After reading a recent post then having a late night conversation about quantum physics I realized that I didn’t have any reason to believe in MWI any more, since I only think it’s better as Truth than Copenhagen, but if I’m only concerned with description then Copenhagen describes the fact that I end up experiencing one timeline better.
I want a description of my expected future experiences; if that means that I have expected variables in it rather than forks in a road, that actually makes it better because the “fork in the road” metaphor is agenty whereas the “random variable” metaphor is uncontrollable.
I can imagine purposes for which envisioning multiple different hypotheticals is useful for decision-making, so I will concede this point. My original opinion was simply that I have different criteria for what makes me sleep better at night than I thought I did, anyway.
Decision-theoretically, what matters is consequences, not experiences.
I’m confused by this distinction. Can you give me an example of an experience that is not a consequence and therefore doesn’t matter decision-theoretically? Can you give me an example of a consequence that is not an experience and therefore matters decision-theoretically?
For example, if you make a decision and then die, there will be consequences, but no future experiences. While future experiences are part of consequences, they don’t paint a balanced picture, as (predictable) things outside experiences are going to happen as well. You can send $X to charity, and expected consequences will predictably depend on specific (moderate) value of X, but you won’t expect differing future experiences depending on X.
If you come to a fork in the road, and go left, you shouldn’t update your priors to assume that the right-hand fork didn’t really exist. Equally, if you end up in WorldA, you shouldn’t update your priors to assume that WorldB doesn’t exist.
Of course, we don’t have any evidence for WorldB existing, unlike the right-hand fork, since there’s no experimental difference between MWI and Copenhagen right now. Given that, I’d assume the proper belief is “Either MWI or Copenhagen, with even odds between the two”?
If there is no experimental difference between MWI and Copenhagen, the “proper” belief is the one that serves your purposes other than seeking universal truths.
I’m realizing we’re probably both confused by the word “belief.”
Newtonian physics has been proven wrong, but it’s still a perfectly reasonable system to use for, say, landing a man on the moon. I thus have the belief “Newtonian physics is inaccurate under certain extreme conditions” and “Newtonian physics is an accurate-enough model for a specific domain of problems, which includes basically every practical problem I am likely to run in to in my daily life”.
Given that both MWI and Copenhagen are accurate models of the data, I would think that it is accurate to have the belief “both of these are accurate models of the data; I can use either one and will get equally accurate predictions”. One could then have additional beliefs, such as “I think MWI is closer to Universal Truth” and “I think Copenhagen does a better job of telling a story that is compatible with my conscious narrative”.
It seems important to me not to get these multiple beliefs confused in to a single simplified belief such as “MWI is true” or “Copenhagen is true” or even “Newtonian physics is true”.
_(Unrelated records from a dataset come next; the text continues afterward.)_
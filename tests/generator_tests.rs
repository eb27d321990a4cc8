#![allow(clippy::unwrap_used)]

use valentine_bot::services::generator::{MessageGenerator, PromptKind};
use valentine_bot::services::scheduler::ReminderKind;

// Nothing listens here, so every call fails fast with connection refused
// and exercises the fallback path.
fn unreachable_generator() -> MessageGenerator {
    MessageGenerator::with_api_base("sk-test".to_string(), "http://127.0.0.1:9/v1".to_string())
}

#[tokio::test]
async fn test_confession_falls_back_on_provider_failure() {
    let generator = unreachable_generator();

    let text = generator.generate_confession().await;

    assert!(!text.is_empty());
    assert_eq!(text, PromptKind::Confession.fallback());
}

#[tokio::test]
async fn test_chat_response_falls_back_on_provider_failure() {
    let generator = unreachable_generator();

    let text = generator.generate_chat_response("я скучаю").await;

    assert!(!text.is_empty());
    assert_eq!(text, PromptKind::Chat.fallback());
}

#[tokio::test]
async fn test_reminder_falls_back_per_kind() {
    let generator = unreachable_generator();

    let morning = generator.generate_reminder(ReminderKind::Morning).await;
    let evening = generator.generate_reminder(ReminderKind::Evening).await;

    assert_eq!(morning, PromptKind::ReminderMorning.fallback());
    assert_eq!(evening, PromptKind::ReminderEvening.fallback());
    assert_ne!(morning, evening);
}

#[test]
fn test_all_fallbacks_are_non_empty() {
    for kind in [
        PromptKind::Confession,
        PromptKind::Chat,
        PromptKind::ReminderMorning,
        PromptKind::ReminderEvening,
    ] {
        assert!(!kind.fallback().is_empty());
    }
}
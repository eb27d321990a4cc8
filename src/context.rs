use crate::config::Config;
use crate::services::eligibility::EligibilityRegistry;
use crate::services::generator::MessageGenerator;

/// Shared application state, owned at the top level and handed to handlers
/// and the reminder service behind an `Arc`.
///
/// Holding the eligibility registry here (instead of process-wide state)
/// lets tests build a fresh context per case.
pub struct AppContext {
    /// Runtime configuration loaded at startup.
    pub config: Config,
    /// Recipients opted in to proactive messages.
    pub registry: EligibilityRegistry,
    /// Text-generation client with per-kind fallbacks.
    pub generator: MessageGenerator,
}

impl AppContext {
    /// Builds the context from loaded configuration.
    pub fn new(config: Config) -> Self {
        let generator = MessageGenerator::new(config.openai_api_key.clone());
        Self {
            config,
            registry: EligibilityRegistry::new(),
            generator,
        }
    }
}
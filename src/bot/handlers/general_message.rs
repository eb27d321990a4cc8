use crate::context::AppContext;
use crate::utils::keyboard::main_keyboard;
use std::sync::Arc;
use teloxide::prelude::*;

/// Handles any non-command text: an AI chat reply conditioned on the text.
///
/// Non-text updates (stickers, photos) are ignored to avoid spam.
pub async fn handle_general_message(
    bot: Bot,
    msg: Message,
    ctx: Arc<AppContext>,
) -> ResponseResult<()> {
    let Some(text) = msg.text() else {
        return Ok(());
    };

    if text.starts_with('/') {
        bot.send_message(
            msg.chat.id,
            "Не знаю такую команду 😅 Напиши /help для справки",
        )
        .await?;
        return Ok(());
    }

    let reply = ctx.generator.generate_chat_response(text).await;

    bot.send_message(msg.chat.id, reply)
        .reply_markup(main_keyboard(&ctx.config.mini_app_url))
        .await?;

    Ok(())
}
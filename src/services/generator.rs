use crate::services::scheduler::ReminderKind;
use anyhow::{anyhow, Context, Result};
use reqwest::Client;
use serde_json::{json, Value};
use std::env;
use std::time::Duration;

/// Bounded wait for one generation call. A hung provider resolves into the
/// fallback string instead of stalling the calling task forever.
const REQUEST_TIMEOUT: Duration = Duration::from_secs(30);

const DEFAULT_API_BASE: &str = "https://api.openai.com/v1";
const DEFAULT_MODEL: &str = "gpt-4o-mini";

/// The fixed prompt templates the bot can generate from.
///
/// Every kind carries its own system prompt, sampling parameters, and a
/// hardcoded fallback returned whenever the provider call fails.
#[derive(Debug, Clone, Copy, PartialEq, Eq)]
pub enum PromptKind {
    /// Short declarative love confession, no caller input.
    Confession,
    /// Reply to a free-text message from the recipient.
    Chat,
    /// Proactive good-morning message.
    ReminderMorning,
    /// Proactive good-night message.
    ReminderEvening,
}

impl PromptKind {
    fn system_prompt(&self) -> &'static str {
        match self {
            PromptKind::Confession => {
                "Ты — влюблённый романтик. Напиши короткое, тёплое признание \
                 в любви для любимой девушки. 2-3 предложения, без хэштегов."
            }
            PromptKind::Chat => {
                "Ты — заботливый и влюблённый парень, переписываешься со своей \
                 девушкой. Отвечай тепло, нежно и коротко, 1-3 предложения."
            }
            PromptKind::ReminderMorning => {
                "Напиши короткое нежное пожелание доброго утра для любимой \
                 девушки. 1-2 предложения, тепло и искренне."
            }
            PromptKind::ReminderEvening => {
                "Напиши короткое нежное пожелание спокойной ночи для любимой \
                 девушки. 1-2 предложения, тепло и искренне."
            }
        }
    }

    fn temperature(&self) -> f32 {
        match self {
            PromptKind::Confession => 0.9,
            PromptKind::Chat => 0.8,
            PromptKind::ReminderMorning | PromptKind::ReminderEvening => 0.9,
        }
    }

    fn max_tokens(&self) -> u32 {
        match self {
            PromptKind::Confession => 150,
            PromptKind::Chat => 120,
            PromptKind::ReminderMorning | PromptKind::ReminderEvening => 100,
        }
    }

    /// Fixed message substituted when generation fails. Always non-empty.
    pub fn fallback(&self) -> &'static str {
        match self {
            PromptKind::Confession => {
                "Я тебя люблю! Больше всех на свете 💕"
            }
            PromptKind::Chat => {
                "И я тебя люблю! 💕 Нажми кнопку ниже, чтобы увидеть сюрприз"
            }
            PromptKind::ReminderMorning => {
                "Доброе утро, солнышко! Пусть день будет таким же красивым, как ты ☀️💕"
            }
            PromptKind::ReminderEvening => {
                "Спокойной ночи, любимая! Сладких снов 🌙💕"
            }
        }
    }
}

/// Text-generation client with a guaranteed-fallback contract.
///
/// All prompt kinds share one generation path: fill the template, make a
/// single provider call, and on any failure return the kind's fallback.
/// Calls are stateless; no conversation memory is kept between them.
#[derive(Clone)]
pub struct MessageGenerator {
    client: Client,
    api_key: String,
    api_base: String,
    model: String,
}

impl MessageGenerator {
    /// Creates a generator against the default provider endpoint
    /// (overridable via `OPENAI_BASE_URL`).
    pub fn new(api_key: String) -> Self {
        let api_base =
            env::var("OPENAI_BASE_URL").unwrap_or_else(|_| DEFAULT_API_BASE.to_string());
        Self::with_api_base(api_key, api_base)
    }

    /// Creates a generator against an explicit endpoint.
    pub fn with_api_base(api_key: String, api_base: String) -> Self {
        // Client construction only fails on TLS backend misconfiguration;
        // fall back to the default client rather than propagating.
        let client = Client::builder()
            .timeout(REQUEST_TIMEOUT)
            .build()
            .unwrap_or_default();

        Self {
            client,
            api_key,
            api_base,
            model: DEFAULT_MODEL.to_string(),
        }
    }

    /// Generates a message for `kind`, substituting the kind's fallback on
    /// any provider failure. Never returns an error to the caller.
    pub async fn generate(&self, kind: PromptKind, user_text: Option<&str>) -> String {
        match self.complete(kind, user_text).await {
            Ok(text) => text,
            Err(e) => {
                tracing::error!("Generation failed for {:?}, using fallback: {:#}", kind, e);
                kind.fallback().to_string()
            }
        }
    }

    /// AI love confession, no caller input.
    pub async fn generate_confession(&self) -> String {
        self.generate(PromptKind::Confession, None).await
    }

    /// AI reply conditioned on the recipient's message text.
    pub async fn generate_chat_response(&self, user_text: &str) -> String {
        self.generate(PromptKind::Chat, Some(user_text)).await
    }

    /// AI proactive reminder for the given time of day.
    pub async fn generate_reminder(&self, kind: ReminderKind) -> String {
        self.generate(kind.prompt_kind(), None).await
    }

    /// One chat-completion call. Errors here never escape `generate`.
    async fn complete(&self, kind: PromptKind, user_text: Option<&str>) -> Result<String> {
        let mut messages = vec![json!({
            "role": "system",
            "content": kind.system_prompt(),
        })];
        if let Some(text) = user_text {
            messages.push(json!({
                "role": "user",
                "content": text,
            }));
        } else {
            // The completions endpoint requires at least one user turn.
            messages.push(json!({
                "role": "user",
                "content": "Напиши сообщение.",
            }));
        }

        let payload = json!({
            "model": self.model,
            "messages": messages,
            "temperature": kind.temperature(),
            "max_tokens": kind.max_tokens(),
        });

        let response = self
            .client
            .post(format!(
                "{}/chat/completions",
                self.api_base.trim_end_matches('/')
            ))
            .header("Authorization", format!("Bearer {}", self.api_key))
            .header("Content-Type", "application/json")
            .json(&payload)
            .send()
            .await
            .context("Failed to send generation request")?;

        if !response.status().is_success() {
            let status = response.status();
            let error_text = response
                .text()
                .await
                .unwrap_or_else(|_| "Unknown error".to_string());
            return Err(anyhow!("Provider error {}: {}", status, error_text));
        }

        let body: Value = response
            .json()
            .await
            .context("Failed to parse generation response")?;

        let content = body["choices"][0]["message"]["content"]
            .as_str()
            .ok_or_else(|| anyhow!("Unexpected response shape: {}", body))?
            .trim();

        if content.is_empty() {
            return Err(anyhow!("Provider returned an empty message"));
        }

        Ok(content.to_string())
    }
}
/// Free-text message handler
pub mod general_message;
/// Command dispatch
pub mod message;

use crate::bot::commands::Command;
use crate::context::AppContext;
use std::sync::Arc;
use teloxide::{dispatching::UpdateHandler, prelude::*};

/// Builds the dispatch schema over the shared application context.
pub struct BotHandler {
    ctx: Arc<AppContext>,
}

impl BotHandler {
    /// Wraps the context for schema construction.
    pub fn new(ctx: Arc<AppContext>) -> Self {
        Self { ctx }
    }

    /// Dispatch tree: commands first, then the free-text chat branch.
    pub fn schema(&self) -> UpdateHandler<teloxide::RequestError> {
        use teloxide::dispatching::UpdateFilterExt;

        let ctx = self.ctx.clone();
        let ctx_text = self.ctx.clone();

        Update::filter_message()
            .branch(
                dptree::entry()
                    .filter_command::<Command>()
                    .endpoint(move |bot: Bot, msg: Message, cmd: Command| {
                        let ctx = ctx.clone();
                        async move { message::command_handler(bot, msg, cmd, ctx).await }
                    }),
            )
            .branch(dptree::endpoint(move |bot: Bot, msg: Message| {
                let ctx = ctx_text.clone();
                async move { general_message::handle_general_message(bot, msg, ctx).await }
            }))
    }
}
So, when I said “I’d assume THE proper belief is...”, what I really should have said was probably “In addition to the belief you just stated, you can still ALSO believe that they’re both accurate descriptions of experimental evidence.”
tl;dr: Good point on Copenhagen vs MWI, but don’t let yourself forget that both of them are accurate models of our experimental evidence so far. If there’s ever a test between the two, you should probably only be ~50% confident in either one turning out true :)
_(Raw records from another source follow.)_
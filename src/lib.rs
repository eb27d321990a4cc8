//! # Valentine Companion Bot
//!
//! A personal Telegram bot for a single recipient, with scripted and
//! AI-generated romantic messages.
//!
//! ## Features
//! - Relationship day counter with derived hour/minute/second totals
//! - AI-generated confessions and chat replies with guaranteed fallbacks
//! - Two daily reminder messages fired at randomized times
//! - Mini-app surprise page offered through an inline keyboard
//! - Mirrored copies of proactive messages to an admin chat

/// Bot command handlers and message processing
pub mod bot;
/// Configuration management and environment variables
pub mod config;
/// Shared application state passed into handlers and services
pub mod context;
/// Content generation, eligibility tracking, and scheduled reminders
pub mod services;
/// Utility functions for datetime, keyboards, and logging
pub mod utils;
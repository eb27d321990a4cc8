use anyhow::{anyhow, Result};
use std::env;
use url::Url;

/// Default mini-app page shown behind the inline keyboard button.
const DEFAULT_MINI_APP_URL: &str = "https://username.github.io/valentine-site";

/// Default relationship start used when the variable is absent.
const DEFAULT_RELATIONSHIP_START: &str = "2024-02-14 00:00:00";

/// Runtime configuration, read once from the environment at startup.
#[derive(Debug, Clone)]
pub struct Config {
    /// Telegram bot API token.
    pub telegram_bot_token: String,
    /// Mini-app page opened by the keyboard's web-app button.
    pub mini_app_url: Url,
    /// API key for the text-generation provider.
    pub openai_api_key: String,
    /// Relationship start timestamp, `YYYY-MM-DD HH:MM:SS`.
    ///
    /// Kept as the raw string: a malformed value is a runtime concern of
    /// time accounting (which falls back to a zero sentinel), not a reason
    /// to refuse startup.
    pub relationship_start: String,
    /// Chat id of the designated recipient of proactive messages.
    pub recipient_chat_id: i64,
    /// Chat id receiving mirrored copies of proactive messages.
    pub admin_chat_id: i64,
}

impl Config {
    /// Loads configuration from environment variables.
    pub fn from_env() -> Result<Self> {
        let token = env::var("TELEGRAM_BOT_TOKEN")
            .map_err(|_| anyhow!("TELEGRAM_BOT_TOKEN must be set"))?;

        if token.trim().is_empty() {
            return Err(anyhow!("TELEGRAM_BOT_TOKEN must be set"));
        }

        let mini_app_url = env::var("MINI_APP_URL")
            .unwrap_or_else(|_| DEFAULT_MINI_APP_URL.to_string());
        let mini_app_url = if mini_app_url.trim().is_empty() {
            DEFAULT_MINI_APP_URL.to_string()
        } else {
            mini_app_url
        };
        let mini_app_url = Url::parse(&mini_app_url)
            .map_err(|e| anyhow!("Invalid MINI_APP_URL: {}", e))?;

        let openai_api_key = env::var("OPENAI_API_KEY")
            .map_err(|_| anyhow!("OPENAI_API_KEY must be set"))?;

        if openai_api_key.trim().is_empty() {
            return Err(anyhow!("OPENAI_API_KEY must be set"));
        }

        let relationship_start = env::var("RELATIONSHIP_START")
            .unwrap_or_else(|_| DEFAULT_RELATIONSHIP_START.to_string());

        let recipient_chat_id = env::var("RECIPIENT_CHAT_ID")
            .map_err(|_| anyhow!("RECIPIENT_CHAT_ID must be set"))?
            .trim()
            .parse()
            .map_err(|_| anyhow!("Invalid RECIPIENT_CHAT_ID"))?;

        let admin_chat_id = env::var("ADMIN_CHAT_ID")
            .map_err(|_| anyhow!("ADMIN_CHAT_ID must be set"))?
            .trim()
            .parse()
            .map_err(|_| anyhow!("Invalid ADMIN_CHAT_ID"))?;

        Ok(Config {
            telegram_bot_token: token,
            mini_app_url,
            openai_api_key,
            relationship_start,
            recipient_chat_id,
            admin_chat_id,
        })
    }
}
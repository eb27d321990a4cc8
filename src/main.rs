//! # Valentine Bot Main Entry Point
//!
//! Initializes logging, loads configuration, starts the reminder service,
//! and runs the Telegram bot until a shutdown signal arrives.

use anyhow::Result;
use std::sync::Arc;
use teloxide::prelude::*;
use tracing::info;
use tracing_subscriber::{layer::SubscriberExt, util::SubscriberInitExt};

use valentine_bot::bot::handlers::BotHandler;
use valentine_bot::config::Config;
use valentine_bot::context::AppContext;
use valentine_bot::services::scheduler::ReminderService;
use valentine_bot::utils::logging::log_system_event;

#[tokio::main]
async fn main() -> Result<()> {
    // Initialize logging
    tracing_subscriber::registry()
        .with(
            tracing_subscriber::EnvFilter::try_from_default_env()
                .unwrap_or_else(|_| "valentine_bot=debug".into()),
        )
        .with(tracing_subscriber::fmt::layer())
        .init();

    // Load configuration
    dotenvy::dotenv().ok();
    let config = Config::from_env()?;

    info!("Starting Valentine Bot v{}", env!("CARGO_PKG_VERSION"));
    info!(
        "Configuration loaded - Mini app: {}, Recipient: {}",
        config.mini_app_url, config.recipient_chat_id
    );

    // Initialize bot and shared state
    let bot = Bot::new(&config.telegram_bot_token);
    let ctx = Arc::new(AppContext::new(config));
    let handler = BotHandler::new(ctx.clone());

    // Initialize and start reminder service
    let mut reminder_service = match ReminderService::new(bot.clone(), ctx).await {
        Ok(service) => {
            info!("Reminder service initialized successfully");
            service
        }
        Err(e) => {
            tracing::error!("Failed to create reminder service: {}", e);
            return Err(anyhow::anyhow!("Failed to create reminder service: {}", e));
        }
    };

    if let Err(e) = reminder_service.start().await {
        tracing::error!("Failed to start reminder service: {}", e);
    } else {
        info!("Reminder service started successfully");
    }

    log_system_event("bot_started", None);

    // Blocks until ctrl-c
    Dispatcher::builder(bot, handler.schema())
        .enable_ctrlc_handler()
        .build()
        .dispatch()
        .await;

    // Stop reminder service on shutdown
    if let Err(e) = reminder_service.stop().await {
        tracing::warn!("Error stopping reminder service: {}", e);
    }

    log_system_event("bot_stopped", None);
    Ok(())
}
After reading a recent post then having a late night conversation about quantum physics I realized that I didn’t have any reason to believe in MWI any more, since I only think it’s better as Truth than Copenhagen, but if I’m only concerned with description then Copenhagen describes the fact that I end up experiencing one timeline better.
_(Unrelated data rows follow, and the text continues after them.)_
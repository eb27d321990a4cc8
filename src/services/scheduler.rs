use crate::context::AppContext;
use crate::services::generator::PromptKind;
use rand::Rng;
use std::ops::RangeInclusive;
use std::sync::Arc;
use teloxide::prelude::*;
use tokio_cron_scheduler::{Job, JobScheduler};

/// The two proactive messages sent every day.
#[derive(Debug, Clone, Copy, PartialEq, Eq)]
pub enum ReminderKind {
    /// Good-morning message, fired between 09:00 and 11:59.
    Morning,
    /// Good-night message, fired between 21:00 and 22:59.
    Evening,
}

impl ReminderKind {
    /// Inclusive hour window the fire time is drawn from.
    pub fn hour_window(&self) -> RangeInclusive<u32> {
        match self {
            ReminderKind::Morning => 9..=11,
            ReminderKind::Evening => 21..=22,
        }
    }

    /// Prompt template backing this reminder.
    pub fn prompt_kind(&self) -> PromptKind {
        match self {
            ReminderKind::Morning => PromptKind::ReminderMorning,
            ReminderKind::Evening => PromptKind::ReminderEvening,
        }
    }

    fn label(&self) -> &'static str {
        match self {
            ReminderKind::Morning => "morning",
            ReminderKind::Evening => "evening",
        }
    }
}

/// A daily fire time, fixed for the process lifetime once drawn.
#[derive(Debug, Clone, Copy, PartialEq, Eq)]
pub struct FireTime {
    /// Hour of day, 0-23.
    pub hour: u32,
    /// Minute of hour, 0-59.
    pub minute: u32,
}

impl FireTime {
    /// Draws a fire time uniformly within the kind's hour window.
    pub fn draw(kind: ReminderKind) -> Self {
        let mut rng = rand::rng();
        Self {
            hour: rng.random_range(kind.hour_window()),
            minute: rng.random_range(0..=59),
        }
    }

    /// Six-field cron expression firing once a day at this time.
    pub fn cron_expression(&self) -> String {
        format!("0 {} {} * * *", self.minute, self.hour)
    }
}

/// Builds the text for one reminder firing, or `None` when the designated
/// recipient has not opted in (in which case nothing must be delivered).
pub async fn reminder_message(ctx: &AppContext, kind: ReminderKind) -> Option<String> {
    let recipient = ctx.config.recipient_chat_id;
    if !ctx.registry.is_eligible(recipient) {
        tracing::info!(
            "Skipping {} reminder: recipient {} has not started the bot",
            kind.label(),
            recipient
        );
        return None;
    }

    Some(ctx.generator.generate_reminder(kind).await)
}

/// Sends one message, logging a failure instead of propagating it so a
/// blocked chat never takes down the sibling delivery or the scheduler.
async fn deliver(bot: &Bot, chat_id: i64, text: &str) {
    if let Err(e) = bot.send_message(teloxide::types::ChatId(chat_id), text).await {
        tracing::error!("Failed to deliver reminder to chat {}: {}", chat_id, e);
    }
}

async fn fire_reminder(bot: Bot, ctx: Arc<AppContext>, kind: ReminderKind) {
    tracing::info!("Firing {} reminder", kind.label());

    let Some(text) = reminder_message(&ctx, kind).await else {
        return;
    };

    deliver(&bot, ctx.config.recipient_chat_id, &text).await;
    deliver(&bot, ctx.config.admin_chat_id, &text).await;
}

/// Owns the cron scheduler and the two daily reminder jobs.
pub struct ReminderService {
    bot: Bot,
    ctx: Arc<AppContext>,
    scheduler: JobScheduler,
    fire_times: [(ReminderKind, FireTime); 2],
}

impl ReminderService {
    /// Creates the service and draws both fire times. The times stay fixed
    /// until the process restarts.
    pub async fn new(
        bot: Bot,
        ctx: Arc<AppContext>,
    ) -> Result<Self, Box<dyn std::error::Error + Send + Sync>> {
        let scheduler = JobScheduler::new().await?;

        let fire_times = [
            (ReminderKind::Morning, FireTime::draw(ReminderKind::Morning)),
            (ReminderKind::Evening, FireTime::draw(ReminderKind::Evening)),
        ];

        Ok(Self {
            bot,
            ctx,
            scheduler,
            fire_times,
        })
    }

    /// Registers both daily jobs and starts the scheduler.
    pub async fn start(&mut self) -> Result<(), Box<dyn std::error::Error + Send + Sync>> {
        for (kind, fire_time) in self.fire_times {
            let bot = self.bot.clone();
            let ctx = self.ctx.clone();

            let job = Job::new_async(fire_time.cron_expression().as_str(), move |_uuid, _l| {
                let bot = bot.clone();
                let ctx = ctx.clone();
                Box::pin(async move {
                    fire_reminder(bot, ctx, kind).await;
                })
            })?;

            self.scheduler.add(job).await?;

            tracing::info!(
                "Scheduled daily {} reminder at {:02}:{:02}",
                kind.label(),
                fire_time.hour,
                fire_time.minute
            );
        }

        self.scheduler.start().await?;
        Ok(())
    }

    /// Stops accepting trigger events; in-flight firings finish best-effort.
    pub async fn stop(&mut self) -> Result<(), Box<dyn std::error::Error + Send + Sync>> {
        self.scheduler.shutdown().await?;
        Ok(())
    }

    /// Manual trigger for testing.
    pub async fn fire_now(&self, kind: ReminderKind) {
        fire_reminder(self.bot.clone(), self.ctx.clone(), kind).await;
    }
}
It should be description of the world, not description of your experience.
Whence this should? That is my point.
I want a description of my expected future experiences; if that means that I have expected variables in it rather than forks in a road, that actually makes it better because the “fork in the road” metaphor is agenty whereas the “random variable” metaphor is uncontrollable.
For what purpose? Decision-theoretically, what matters is consequences, not experiences.
I can imagine purposes for which envisioning multiple different hypotheticals is useful for decision-making, so I will concede this point. My original opinion was simply that I have different criteria for what makes me sleep better at night than I thought I did, anyway.
I’m confused by this distinction. Can you give me an example of an experience that is not a consequence and therefore doesn’t matter decision-theoretically? Can you give me an example of a consequence that is not an experience and therefore matters decision-theoretically?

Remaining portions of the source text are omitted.